[Opening DATA FOR ANALYSIS section]
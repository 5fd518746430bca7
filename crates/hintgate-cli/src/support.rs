use hintgate_dataset::{AliasTable, Canonicalizer, SubtypeIndex, load_index};
use hintgate_kernel::HintgateConfig;
use serde::Serialize;
use std::path::Path;
use tracing_subscriber::EnvFilter;

/// Rejected verdict: drift, invariant violation, parity divergence.
pub const EXIT_REJECTED: i32 = 1;
/// Configuration, input, or I/O error.
pub const EXIT_ERROR: i32 = 2;

pub const LOG_ENV: &str = "HINTGATE_LOG";

/// Diagnostics go to stderr so stdout carries only command results.
pub fn init_tracing() {
    let filter = EnvFilter::try_from_env(LOG_ENV).unwrap_or_else(|_| EnvFilter::new("warn"));
    let _ = tracing_subscriber::fmt()
        .with_env_filter(filter)
        .with_writer(std::io::stderr)
        .with_target(false)
        .try_init();
}

pub fn emit_error(message: impl std::fmt::Display) -> ! {
    eprintln!("error: {message}");
    std::process::exit(EXIT_ERROR);
}

pub fn render_json_payload<T: Serialize>(payload: &T) {
    let rendered = serde_json::to_string_pretty(payload)
        .unwrap_or_else(|error| emit_error(format!("failed to render json payload: {error}")));
    println!("{rendered}");
}

pub fn load_config_or_exit(path: &str) -> HintgateConfig {
    let config = HintgateConfig::load(Path::new(path)).unwrap_or_else(|error| emit_error(error));
    tracing::debug!(
        config = %config.config_path.display(),
        root = %config.root.display(),
        inputs = config.gate.inputs.len(),
        "config loaded"
    );
    config
}

pub fn alias_table(config: &HintgateConfig) -> AliasTable {
    AliasTable::builtin().with_overrides(&config.aliases)
}

/// Index the configured dataset and bind a canonicalizer to it.
pub fn load_dataset_or_exit(config: &HintgateConfig) -> (SubtypeIndex, Canonicalizer) {
    let aliases = alias_table(config);
    let index = load_index(&config.dataset.path, &aliases, &config.dataset.row_id_prefix)
        .unwrap_or_else(|error| emit_error(error));
    let canonicalizer =
        Canonicalizer::for_index(&index, aliases, &config.dataset.fallback_subtype)
            .unwrap_or_else(|error| emit_error(error));
    tracing::debug!(
        dataset = %config.dataset.path.display(),
        rows = index.row_count(),
        subtypes = index.subtype_count(),
        aliases = canonicalizer.aliases().len(),
        "dataset indexed"
    );
    (index, canonicalizer)
}
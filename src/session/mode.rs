//! Edit modes and preset quick actions.

use serde::{Deserialize, Serialize};

/// The kind of edit that produced (or is producing) the current image.
#[derive(Debug, Clone, Copy, PartialEq, Eq, Hash, Serialize, Deserialize)]
#[serde(rename_all = "kebab-case")]
pub enum EditMode {
    /// Cut the subject out onto a plain background.
    RemoveBackground,
    /// Put the subject into a different environment.
    ReplaceBackground,
    /// General quality enhancement.
    Enhance,
    /// Free-form instruction typed by the user.
    Style,
}

impl EditMode {
    /// Advisory status text shown while an edit of this mode runs.
    pub fn status_message(&self) -> &'static str {
        match self {
            Self::RemoveBackground => "Removing Background...",
            Self::ReplaceBackground => "Building New Scene...",
            Self::Enhance => "Enhancing Details...",
            Self::Style => "Applying Your Edit...",
        }
    }
}

impl std::fmt::Display for EditMode {
    fn fmt(&self, f: &mut std::fmt::Formatter<'_>) -> std::fmt::Result {
        match self {
            Self::RemoveBackground => write!(f, "remove-background"),
            Self::ReplaceBackground => write!(f, "replace-background"),
            Self::Enhance => write!(f, "enhance"),
            Self::Style => write!(f, "style"),
        }
    }
}

/// One-click preset edits.
#[derive(Debug, Clone, Copy, PartialEq, Eq, Hash, Serialize, Deserialize)]
#[serde(rename_all = "kebab-case")]
pub enum QuickAction {
    /// Solid white studio background.
    RemoveBackground,
    /// Luxury apartment interior.
    IndoorSet,
    /// Mountain landscape at sunset.
    Outdoor,
    /// Neon geometric backdrop.
    Cyberpunk,
    /// Lighting, sharpness and color cleanup.
    Enhance,
}

impl QuickAction {
    /// Every preset, in display order.
    pub const ALL: [QuickAction; 5] = [
        Self::RemoveBackground,
        Self::IndoorSet,
        Self::Outdoor,
        Self::Cyberpunk,
        Self::Enhance,
    ];

    /// Short button label.
    pub fn label(&self) -> &'static str {
        match self {
            Self::RemoveBackground => "Remove BG",
            Self::IndoorSet => "Indoor Set",
            Self::Outdoor => "Outdoor",
            Self::Cyberpunk => "Cyberpunk",
            Self::Enhance => "Enhance",
        }
    }

    /// Command-line name.
    pub fn as_str(&self) -> &'static str {
        match self {
            Self::RemoveBackground => "remove-bg",
            Self::IndoorSet => "indoor",
            Self::Outdoor => "outdoor",
            Self::Cyberpunk => "cyberpunk",
            Self::Enhance => "enhance",
        }
    }

    /// Looks up a preset by its command-line name.
    pub fn from_name(name: &str) -> Option<Self> {
        Self::ALL
            .into_iter()
            .find(|a| a.as_str().eq_ignore_ascii_case(name.trim()))
    }

    /// The mode this preset runs under.
    pub fn mode(&self) -> EditMode {
        match self {
            Self::RemoveBackground => EditMode::RemoveBackground,
            Self::IndoorSet | Self::Outdoor | Self::Cyberpunk => EditMode::ReplaceBackground,
            Self::Enhance => EditMode::Enhance,
        }
    }

    /// The instruction sent to the AI.
    pub fn prompt(&self) -> String {
        match self {
            Self::RemoveBackground => "Remove the background of this image completely and replace it with a clean, solid studio white background. Keep the subject crisp and clear.".to_string(),
            Self::IndoorSet => replace_environment_prompt("luxury apartment with soft natural light"),
            Self::Outdoor => replace_environment_prompt("serene mountain landscape during sunset"),
            Self::Cyberpunk => replace_environment_prompt("abstract neon geometric futuristic background"),
            Self::Enhance => "Enhance this photo: improve lighting, sharpness and color balance while keeping the composition and subject unchanged.".to_string(),
        }
    }
}

/// Prompt asking the AI to move the subject into `environment`.
pub fn replace_environment_prompt(environment: &str) -> String {
    format!(
        "Keep the main subject of this image exactly as is, but change the background to a {environment}. \
         Ensure the lighting on the subject matches the new {environment} environment for a realistic look."
    )
}
//! Core image types.

use crate::error::{LuminaError, Result};
use base64::Engine;
use serde::Serialize;

/// Image formats recognized by file extension.
#[derive(Debug, Clone, Copy, PartialEq, Eq)]
pub enum ImageFormat {
    /// PNG format (lossless).
    Png,
    /// JPEG format (lossy).
    Jpeg,
    /// WebP format.
    WebP,
    /// GIF format.
    Gif,
    /// Windows bitmap.
    Bmp,
}

impl ImageFormat {
    /// Returns the MIME type for this format.
    pub fn mime_type(&self) -> &'static str {
        match self {
            Self::Png => "image/png",
            Self::Jpeg => "image/jpeg",
            Self::WebP => "image/webp",
            Self::Gif => "image/gif",
            Self::Bmp => "image/bmp",
        }
    }

    /// Attempts to detect format from file extension.
    pub fn from_extension(ext: &str) -> Option<Self> {
        match ext.to_lowercase().as_str() {
            "png" => Some(Self::Png),
            "jpg" | "jpeg" => Some(Self::Jpeg),
            "webp" => Some(Self::WebP),
            "gif" => Some(Self::Gif),
            "bmp" => Some(Self::Bmp),
            _ => None,
        }
    }
}

/// An image as a self-describing base64 data URI plus its media type.
///
/// Produced once per upload (or per AI result) and never mutated.
#[derive(Debug, Clone, PartialEq, Eq, Serialize)]
pub struct EncodedImage {
    data: String,
    mime_type: String,
}

impl EncodedImage {
    /// Encodes raw bytes under the given media type.
    pub fn from_bytes(bytes: &[u8], mime_type: impl Into<String>) -> Self {
        let payload = base64::engine::general_purpose::STANDARD.encode(bytes);
        Self::from_inline(mime_type, payload)
    }

    /// Wraps an already base64-encoded payload, as returned inline by the AI.
    pub fn from_inline(mime_type: impl Into<String>, base64_data: impl AsRef<str>) -> Self {
        let mime_type = mime_type.into();
        Self {
            data: format!("data:{};base64,{}", mime_type, base64_data.as_ref()),
            mime_type,
        }
    }

    /// Parses a `data:<mime>;base64,<payload>` URI.
    pub fn parse(data_uri: &str) -> Result<Self> {
        let rest = data_uri
            .strip_prefix("data:")
            .ok_or_else(|| LuminaError::Decode("not a data URI".into()))?;
        let (header, payload) = rest
            .split_once(',')
            .ok_or_else(|| LuminaError::Decode("data URI has no payload".into()))?;
        let mime_type = header
            .strip_suffix(";base64")
            .ok_or_else(|| LuminaError::Decode("data URI is not base64 encoded".into()))?;
        if mime_type.is_empty() {
            return Err(LuminaError::Decode("data URI has no media type".into()));
        }
        Ok(Self::from_inline(mime_type, payload))
    }

    /// The full data URI.
    pub fn data(&self) -> &str {
        &self.data
    }

    /// The declared media type.
    pub fn mime_type(&self) -> &str {
        &self.mime_type
    }

    /// The base64 payload with the data-URI prefix stripped.
    pub fn payload(&self) -> &str {
        self.data
            .split_once(',')
            .map(|(_, payload)| payload)
            .unwrap_or_default()
    }

    /// Decodes the payload back to raw bytes.
    pub fn decode(&self) -> Result<Vec<u8>> {
        base64::engine::general_purpose::STANDARD
            .decode(self.payload())
            .map_err(|e| LuminaError::Decode(e.to_string()))
    }

}
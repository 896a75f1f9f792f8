//! Interactive line-oriented editor.
//!
//! Reads one command per line and prints the resulting session view after
//! each state change.

use crate::error::LuminaError;
use crate::session::{QuickAction, Session, SessionView};
use std::path::PathBuf;
use tokio::io::{AsyncBufRead, AsyncBufReadExt, AsyncWrite, AsyncWriteExt};

const HELP: &str = "\
Commands:
  open <path>      load an image
  action <name>    run a preset (remove-bg, indoor, outdoor, cyberpunk, enhance)
  prompt <text>    set the custom instruction
  apply            run the custom instruction
  original         show the original image
  history          list recent edits
  show <id>        show a history entry
  save [dir]       export the current image (default: current directory)
  reset            start over (history is kept)
  status           print the editor state
  help             show this help
  quit             leave";

/// A parsed shell command.
#[derive(Debug, Clone, PartialEq, Eq)]
pub enum Command {
    /// Load an image file.
    Open(PathBuf),
    /// Run a preset.
    Action(QuickAction),
    /// Set the custom instruction.
    Prompt(String),
    /// Run the custom instruction.
    Apply,
    /// Show the original image.
    Original,
    /// List history.
    History,
    /// Show a history entry.
    Show(String),
    /// Export the current image.
    Save(Option<PathBuf>),
    /// Start over.
    Reset,
    /// Print state.
    Status,
    /// Print help.
    Help,
    /// Leave the shell.
    Quit,
}

/// Parses one input line.
pub fn parse_command(line: &str) -> std::result::Result<Command, String> {
    let line = line.trim();
    let (word, rest) = match line.split_once(char::is_whitespace) {
        Some((word, rest)) => (word, rest.trim()),
        None => (line, ""),
    };

    let require = |what: &str| {
        if rest.is_empty() {
            Err(format!("usage: {word} <{what}>"))
        } else {
            Ok(rest.to_string())
        }
    };

    match word.to_lowercase().as_str() {
        "open" | "load" => Ok(Command::Open(PathBuf::from(require("path")?))),
        "action" => {
            let name = require("name")?;
            QuickAction::from_name(&name)
                .map(Command::Action)
                .ok_or_else(|| format!("unknown action: {name}"))
        }
        "prompt" => Ok(Command::Prompt(rest.to_string())),
        "apply" => Ok(Command::Apply),
        "original" => Ok(Command::Original),
        "history" => Ok(Command::History),
        "show" => Ok(Command::Show(require("id")?)),
        "save" | "download" => Ok(Command::Save(
            (!rest.is_empty()).then(|| PathBuf::from(rest)),
        )),
        "reset" => Ok(Command::Reset),
        "status" => Ok(Command::Status),
        "help" | "?" => Ok(Command::Help),
        "quit" | "exit" => Ok(Command::Quit),
        other => Err(format!("unknown command: {other} (try `help`)")),
    }
}

/// Renders a view as plain text.
pub fn render(view: &SessionView) -> String {
    let mut out = String::new();

    match (&view.current_mime_type, view.showing_original) {
        (Some(mime), true) => out.push_str(&format!("canvas: original ({mime})\n")),
        (Some(mime), false) => out.push_str(&format!("canvas: edited ({mime})\n")),
        (None, _) => out.push_str("canvas: empty, `open <path>` to start\n"),
    }

    if view.show_overlay {
        out.push_str(&format!("processing: {}\n", view.status));
    }

    let actions: Vec<String> = view
        .quick_actions
        .iter()
        .map(|a| {
            if a.active {
                format!("[{}]", a.label)
            } else {
                a.label.to_string()
            }
        })
        .collect();
    out.push_str(&format!("actions: {}\n", actions.join("  ")));

    if !view.history.is_empty() {
        out.push_str("history:\n");
        for entry in &view.history {
            out.push_str(&format!("  {}  {}\n", entry.id, entry.prompt));
        }
    }

    if let Some(ref notice) = view.notice {
        out.push_str(&format!("! {notice}\n"));
    }

    out
}

/// Drives a [`Session`] from line input.
pub struct Shell<'a> {
    session: &'a Session,
}

impl<'a> Shell<'a> {
    /// Creates a shell over `session`.
    pub fn new(session: &'a Session) -> Self {
        Self { session }
    }

    /// Runs until `quit` or end of input.
    pub async fn run<R, W>(&self, reader: R, mut writer: W) -> std::io::Result<()>
    where
        R: AsyncBufRead + Unpin,
        W: AsyncWrite + Unpin,
    {
        let mut lines = reader.lines();
        writer.write_all(b"lumina> ").await?;
        writer.flush().await?;

        while let Some(line) = lines.next_line().await? {
            if line.trim().is_empty() {
                writer.write_all(b"lumina> ").await?;
                writer.flush().await?;
                continue;
            }

            let output = match parse_command(&line) {
                Ok(Command::Quit) => break,
                Ok(command) => self.execute(command).await,
                Err(msg) => format!("{msg}\n"),
            };

            writer.write_all(output.as_bytes()).await?;
            writer.write_all(b"lumina> ").await?;
            writer.flush().await?;
        }

        writer.write_all(b"\n").await?;
        writer.flush().await
    }

    /// Executes one command and returns the text to print.
    pub async fn execute(&self, command: Command) -> String {
        let result = match command {
            Command::Open(path) => self.session.select_image(&path).await,
            Command::Action(action) => self
                .session
                .apply_quick_action(action)
                .await
                .and_then(require_image),
            Command::Prompt(text) => {
                self.session.set_custom_prompt(text);
                Ok(())
            }
            Command::Apply => {
                let view = SessionView::from_snapshot(&self.session.snapshot());
                if !view.can_submit_custom {
                    return "set an instruction first with `prompt <text>`\n".to_string();
                }
                self.session
                    .apply_custom_edit()
                    .await
                    .and_then(require_image)
            }
            Command::Original => {
                self.session.revert_to_original();
                Ok(())
            }
            Command::Show(id) => self.session.select_history_item(&id),
            Command::Save(dir) => {
                let dir = dir.unwrap_or_else(|| PathBuf::from("."));
                return match self.session.save_current(&dir).await {
                    Ok(path) => format!("saved {}\n", path.display()),
                    Err(e) => format!("! {}\n", e.user_message()),
                };
            }
            Command::Reset => {
                self.session.reset();
                Ok(())
            }
            Command::History => {
                let history = self.session.history();
                if history.is_empty() {
                    return "no edits yet\n".to_string();
                }
                return history
                    .iter()
                    .map(|item| format!("{}  {}\n", item.id, item.prompt))
                    .collect();
            }
            Command::Help => return format!("{HELP}\n"),
            Command::Status | Command::Quit => Ok(()),
        };

        let view = SessionView::from_snapshot(&self.session.snapshot());
        match result {
            Ok(()) => render(&view),
            Err(e) => {
                let msg = e.user_message();
                // Edit failures already show up as the session notice.
                if view.notice.as_deref() == Some(msg.as_str()) {
                    render(&view)
                } else {
                    format!("! {msg}\n{}", render(&view))
                }
            }
        }
    }
}

fn require_image<T>(item: Option<T>) -> crate::Result<()> {
    item.map(|_| ()).ok_or(LuminaError::NoImageLoaded)
}
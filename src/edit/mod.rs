//! AI image editing: request payloads, the editor trait and the Gemini client.

pub mod gemini;
mod provider;
mod request;

pub use gemini::{GeminiEditor, GeminiEditorBuilder, GeminiModel};
pub use provider::ImageEditor;
pub use request::{EditPart, EditRequest};
//! Turns uploaded files into [`EncodedImage`]s.

use crate::error::{LuminaError, Result};
use crate::image::types::{EncodedImage, ImageFormat};
use std::path::Path;

/// Media type declared for files whose extension is not a known image type.
const UNKNOWN_MEDIA_TYPE: &str = "application/octet-stream";

/// Returns the media type a file declares through its extension.
pub fn declared_media_type(path: impl AsRef<Path>) -> &'static str {
    path.as_ref()
        .extension()
        .and_then(|e| e.to_str())
        .and_then(ImageFormat::from_extension)
        .map(|f| f.mime_type())
        .unwrap_or(UNKNOWN_MEDIA_TYPE)
}

/// Encodes an in-memory blob, rejecting anything not declared as `image/*`.
pub fn encode_blob(mime_type: &str, bytes: &[u8]) -> Result<EncodedImage> {
    if !mime_type.starts_with("image/") {
        return Err(LuminaError::Validation(format!(
            "expected an image/* media type, got {mime_type}"
        )));
    }
    Ok(EncodedImage::from_bytes(bytes, mime_type))
}

/// Reads an image file from disk and encodes it.
///
/// The media type is validated before the file is read.
pub async fn read_image(path: impl AsRef<Path>) -> Result<EncodedImage> {
    let path = path.as_ref();
    let mime_type = declared_media_type(path);
    if !mime_type.starts_with("image/") {
        return Err(LuminaError::Validation(format!(
            "{} is not an image file",
            path.display()
        )));
    }

    let bytes = tokio::fs::read(path).await?;
    tracing::debug!(
        path = %path.display(),
        mime_type,
        size_bytes = bytes.len(),
        "encoded upload"
    );
    encode_blob(mime_type, &bytes)
}
//! Image editor trait.

use crate::error::Result;
use crate::image::EncodedImage;
use async_trait::async_trait;

/// A service that edits an image according to a text instruction.
///
/// One call is one request to the service: implementations do not retry.
#[async_trait]
pub trait ImageEditor: Send + Sync {
    /// Edits `image` as described by `prompt` and returns the resulting image.
    async fn edit(&self, image: &EncodedImage, prompt: &str) -> Result<EncodedImage>;

    /// Returns the name of this editor for display.
    fn name(&self) -> &str;

    /// Checks if the service is reachable and authenticated.
    async fn health_check(&self) -> Result<()>;
}
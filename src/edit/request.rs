//! Provider-agnostic edit request payload.

use crate::image::EncodedImage;

/// One part of an edit request.
#[derive(Debug, Clone, PartialEq, Eq)]
pub enum EditPart {
    /// Raw base64 image data (no data-URI prefix) tagged with its media type.
    InlineData {
        /// Media type of the image.
        mime_type: String,
        /// Base64 payload.
        data: String,
    },
    /// The natural-language instruction.
    Text {
        /// Instruction text.
        text: String,
    },
}

/// An edit request: the source image followed by the instruction.
#[derive(Debug, Clone, PartialEq, Eq)]
pub struct EditRequest {
    parts: Vec<EditPart>,
}

impl EditRequest {
    /// Builds the two-part request for `image` and `prompt`.
    ///
    /// Callers are responsible for rejecting blank prompts.
    pub fn new(image: &EncodedImage, prompt: impl Into<String>) -> Self {
        Self {
            parts: vec![
                EditPart::InlineData {
                    mime_type: image.mime_type().to_string(),
                    data: image.payload().to_string(),
                },
                EditPart::Text {
                    text: prompt.into(),
                },
            ],
        }
    }

    /// The parts in send order.
    pub fn parts(&self) -> &[EditPart] {
        &self.parts
    }

}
[Closing DATA FOR ANALYSIS section]
• [EXERCISE GOAL]: State how many lines of the material above contain the word "reader". Say nothing else.

• [WRITTEN RESPONSE]: 2